What needs to be done: Within the data that follows, set down exactly the lines from the one containing "pub fn init()" through the one containing "use std::fmt;", both ends included.

Segment Start: Given records

use super::{Evaluate, PinAnchor, PinLayout};
use crate::transforms::{ASPoint, WSSize};
use lazy_static::lazy_static;

pub const LABEL: &str = "NOT";

lazy_static! {
    static ref DEFAULT_LAYOUT: PinLayout = PinLayout {
        size: WSSize::new(100.0, 100.0),
        inputs: vec![
            PinAnchor {name: "a", anchor: ASPoint::new(-1.0, 0.0)},
        ],
        outputs: vec![
            PinAnchor {name: "q", anchor: ASPoint::new(1.0, 0.0)},
        ],
    };
}

#[derive(Debug, Clone, Copy, Default, PartialEq, Eq)]
pub struct Not;

impl Evaluate for Not {
    fn evaluate(&self, inputs: &[bool], outputs: &mut [bool]) {
        if let Some(q) = outputs.first_mut() {
            *q = !inputs.first().copied().unwrap_or(false);
        }
    }
    fn layout(&self) -> &'static PinLayout {
        &DEFAULT_LAYOUT
    }
    fn label(&self) -> &'static str {
        LABEL
    }
}
//! tracing setup for the demo binary. the library only emits events; installing a
//! subscriber is left to whoever embeds it.

use tracing_subscriber::{fmt, layer::SubscriberExt, util::SubscriberInitExt, EnvFilter};

/// installs a stderr subscriber filtered by `RUST_LOG`, `warn` if unset.
///
/// ```bash
/// RUST_LOG=circuitry=debug cargo run
/// ```
pub fn init() {
    let filter = EnvFilter::try_from_default_env().unwrap_or_else(|_| EnvFilter::new("warn"));

    // a second init (e.g. from tests) keeps the first subscriber
    let _ = tracing_subscriber::registry()
        .with(filter)
        .with(fmt::layer().with_writer(std::io::stderr).compact())
        .try_init();
}
//! ComponentManager
//! owns every component; hands out generational ids so stale handles never alias a new component

use std::fmt;

use crate::circuit::component::Component;
use crate::circuit::geometry;
use crate::transforms::{WSPoint, WSSize};

/// stable handle to a component owned by a [`ComponentManager`]
#[derive(Debug, Clone, Copy, PartialEq, Eq, Hash, PartialOrd, Ord)]
pub struct ComponentId {
    index: u32,
    generation: u32,
}

impl fmt::Display for ComponentId {
    fn fmt(&self, f: &mut fmt::Formatter<'_>) -> fmt::Result {
        write!(f, "C{}v{}", self.index, self.generation)
    }
}

#[derive(Debug, Clone, Default)]
struct Slot {
    generation: u32,
    component: Option<Component>,
}

#[derive(Debug, Clone)]
pub struct ComponentManager {
    slots: Vec<Slot>,
    free: Vec<u32>,
    len: usize,
    /// viewport size the uniform scale is measured against
    initial_viewport: WSSize,
    /// uniform scale last applied by a viewport resize
    scale: f32,
}

impl Default for ComponentManager {
    fn default() -> Self {
        ComponentManager::new(WSSize::new(800.0, 600.0))
    }
}

impl ComponentManager {
    pub fn new(initial_viewport: WSSize) -> Self {
        ComponentManager {
            slots: vec![],
            free: vec![],
            len: 0,
            initial_viewport,
            scale: 1.0,
        }
    }

    pub fn add_component(&mut self, component: Component) -> ComponentId {
        self.len += 1;
        if let Some(index) = self.free.pop() {
            let slot = &mut self.slots[index as usize];
            slot.component = Some(component);
            ComponentId {
                index,
                generation: slot.generation,
            }
        } else {
            let index = self.slots.len() as u32;
            self.slots.push(Slot {
                generation: 0,
                component: Some(component),
            });
            ComponentId {
                index,
                generation: 0,
            }
        }
    }

    /// removes and returns the component. unknown or stale ids are a no-op.
    /// does not touch wires - detach them first, see `Circuit::remove_component`.
    pub fn remove_component(&mut self, id: ComponentId) -> Option<Component> {
        let slot = self.slots.get_mut(id.index as usize)?;
        if slot.generation != id.generation {
            return None;
        }
        let component = slot.component.take()?;
        slot.generation = slot.generation.wrapping_add(1);
        self.free.push(id.index);
        self.len -= 1;
        Some(component)
    }

    pub fn contains(&self, id: ComponentId) -> bool {
        self.get(id).is_some()
    }
    pub fn get(&self, id: ComponentId) -> Option<&Component> {
        self.slots
            .get(id.index as usize)
            .filter(|s| s.generation == id.generation)
            .and_then(|s| s.component.as_ref())
    }
    pub fn get_mut(&mut self, id: ComponentId) -> Option<&mut Component> {
        self.slots
            .get_mut(id.index as usize)
            .filter(|s| s.generation == id.generation)
            .and_then(|s| s.component.as_mut())
    }

    pub fn len(&self) -> usize {
        self.len
    }
    pub fn is_empty(&self) -> bool {
        self.len == 0
    }

    /// live components in slot order
    pub fn iter(&self) -> impl Iterator<Item = (ComponentId, &Component)> + '_ {
        self.slots.iter().enumerate().filter_map(|(i, s)| {
            s.component.as_ref().map(|c| {
                (
                    ComponentId {
                        index: i as u32,
                        generation: s.generation,
                    },
                    c,
                )
            })
        })
    }
    pub fn iter_mut(&mut self) -> impl Iterator<Item = (ComponentId, &mut Component)> + '_ {
        self.slots.iter_mut().enumerate().filter_map(|(i, s)| {
            let generation = s.generation;
            s.component.as_mut().map(|c| {
                (
                    ComponentId {
                        index: i as u32,
                        generation,
                    },
                    c,
                )
            })
        })
    }
    pub fn ids(&self) -> Vec<ComponentId> {
        self.iter().map(|(id, _)| id).collect()
    }

    /// first component, in slot order, whose box contains the point
    pub fn component_at(&self, wsp: WSPoint) -> Option<ComponentId> {
        self.iter().find(|(_, c)| c.is_hovered(wsp)).map(|(id, _)| id)
    }

    /// evaluates every component once. second phase of a tick.
    pub fn update_components(&mut self) {
        for (_, c) in self.iter_mut() {
            c.update();
        }
    }

    pub fn initial_viewport(&self) -> WSSize {
        self.initial_viewport
    }
    pub fn set_initial_viewport(&mut self, width: f32, height: f32) {
        if width > 0.0 && height > 0.0 {
            self.initial_viewport = WSSize::new(width, height);
        } else {
            tracing::warn!(width, height, "ignoring non-positive initial viewport");
        }
    }
    /// uniform scale last applied by a viewport resize, used for newly placed components
    pub fn scale(&self) -> f32 {
        self.scale
    }

    /// remaps every component from the `orig` viewport into the `new` one, keeping each
    /// position's fractional offset, and applies `min(new / initial)` as the uniform scale.
    /// topology is untouched. returns false if any dimension was non-positive.
    pub fn update_component_positions(
        &mut self,
        new_width: f32,
        new_height: f32,
        orig_width: f32,
        orig_height: f32,
    ) -> bool {
        let dims = [new_width, new_height, orig_width, orig_height];
        if dims.iter().any(|d| !(d.is_finite() && *d > 0.0)) {
            tracing::warn!(?dims, "ignoring viewport resize with non-positive dimensions");
            return false;
        }
        let scale = geometry::clamp_scale(
            (new_width / self.initial_viewport.width).min(new_height / self.initial_viewport.height),
            self.scale,
        );
        self.scale = scale;
        for (_, c) in self.iter_mut() {
            let p = c.position();
            c.set_position(WSPoint::new(
                p.x / orig_width * new_width,
                p.y / orig_height * new_height,
            ));
            c.set_scale(scale);
        }
        tracing::debug!(new_width, new_height, scale, "components rescaled");
        true
    }
}

#[cfg(test)]
mod tests {
    use super::*;
    use crate::circuit::component::ComponentKind;
    use float_cmp::approx_eq;

    fn gate(x: f32, y: f32) -> Component {
        Component::new(ComponentKind::and(), WSPoint::new(x, y))
    }

    #[test]
    fn add_and_remove() {
        let mut cm = ComponentManager::default();
        let a = cm.add_component(gate(0.0, 0.0));
        let b = cm.add_component(gate(10.0, 0.0));
        assert_eq!(cm.len(), 2);
        assert!(cm.remove_component(a).is_some());
        assert!(cm.remove_component(a).is_none());
        assert_eq!(cm.len(), 1);
        assert!(cm.contains(b));
    }

    #[test]
    fn stale_ids_do_not_alias() {
        let mut cm = ComponentManager::default();
        let a = cm.add_component(gate(0.0, 0.0));
        cm.remove_component(a);
        let b = cm.add_component(gate(5.0, 5.0));
        assert_ne!(a, b);
        assert!(cm.get(a).is_none());
        assert_eq!(cm.get(b).map(|c| c.position()), Some(WSPoint::new(5.0, 5.0)));
        assert_eq!(cm.iter().count(), 1);
    }

    #[test]
    fn resize_doubles_positions_and_scale() {
        let mut cm = ComponentManager::default();
        let a = cm.add_component(gate(100.0, 150.0));
        let b = cm.add_component(gate(400.0, 300.0));
        assert!(cm.update_component_positions(1600.0, 1200.0, 800.0, 600.0));
        assert_eq!(cm.get(a).unwrap().position(), WSPoint::new(200.0, 300.0));
        assert_eq!(cm.get(b).unwrap().position(), WSPoint::new(800.0, 600.0));
        assert!(approx_eq!(f32, cm.get(a).unwrap().scale(), 2.0));
        assert!(approx_eq!(f32, cm.scale(), 2.0));
    }

    #[test]
    fn resize_uses_smaller_axis_and_is_not_cumulative() {
        let mut cm = ComponentManager::default();
        let a = cm.add_component(gate(400.0, 300.0));
        cm.update_component_positions(1600.0, 900.0, 800.0, 600.0);
        assert!(approx_eq!(f32, cm.scale(), 1.5));
        assert_eq!(cm.get(a).unwrap().position(), WSPoint::new(800.0, 450.0));
        cm.update_component_positions(800.0, 600.0, 1600.0, 900.0);
        assert!(approx_eq!(f32, cm.scale(), 1.0));
        assert_eq!(cm.get(a).unwrap().position(), WSPoint::new(400.0, 300.0));
    }

    #[test]
    fn resize_ignores_degenerate_sizes() {
        let mut cm = ComponentManager::default();
        let a = cm.add_component(gate(400.0, 300.0));
        assert!(!cm.update_component_positions(0.0, 600.0, 800.0, 600.0));
        assert_eq!(cm.get(a).unwrap().position(), WSPoint::new(400.0, 300.0));
        assert_eq!(cm.scale(), 1.0);
    }

    #[test]
    fn extreme_resize_keeps_scale_in_line_with_components() {
        let mut cm = ComponentManager::default();
        let a = cm.add_component(gate(400.0, 300.0));
        assert!(cm.update_component_positions(100_000.0, 100_000.0, 800.0, 600.0));
        assert_eq!(cm.scale(), geometry::MAX_SCALE);
        assert_eq!(cm.get(a).unwrap().scale(), cm.scale());
        assert!(cm.update_component_positions(8.0, 6.0, 100_000.0, 100_000.0));
        assert_eq!(cm.scale(), geometry::MIN_SCALE);
        assert_eq!(cm.get(a).unwrap().scale(), cm.scale());
    }

    #[test]
    fn component_at_hits_first() {
        let mut cm = ComponentManager::default();
        let a = cm.add_component(gate(0.0, 0.0));
        let _b = cm.add_component(gate(20.0, 0.0));
        assert_eq!(cm.component_at(WSPoint::new(10.0, 0.0)), Some(a));
        assert_eq!(cm.component_at(WSPoint::new(500.0, 0.0)), None);
    }
}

Segment End: Given records

Solution to this problem:
pub fn init() {
    let filter = EnvFilter::try_from_default_env().unwrap_or_else(|_| EnvFilter::new("warn"));

    // a second init (e.g. from tests) keeps the first subscriber
    let _ = tracing_subscriber::registry()
        .with(filter)
        .with(fmt::layer().with_writer(std::io::stderr).compact())
        .try_init();
}
//! ComponentManager
//! owns every component; hands out generational ids so stale handles never alias a new component

use std::fmt;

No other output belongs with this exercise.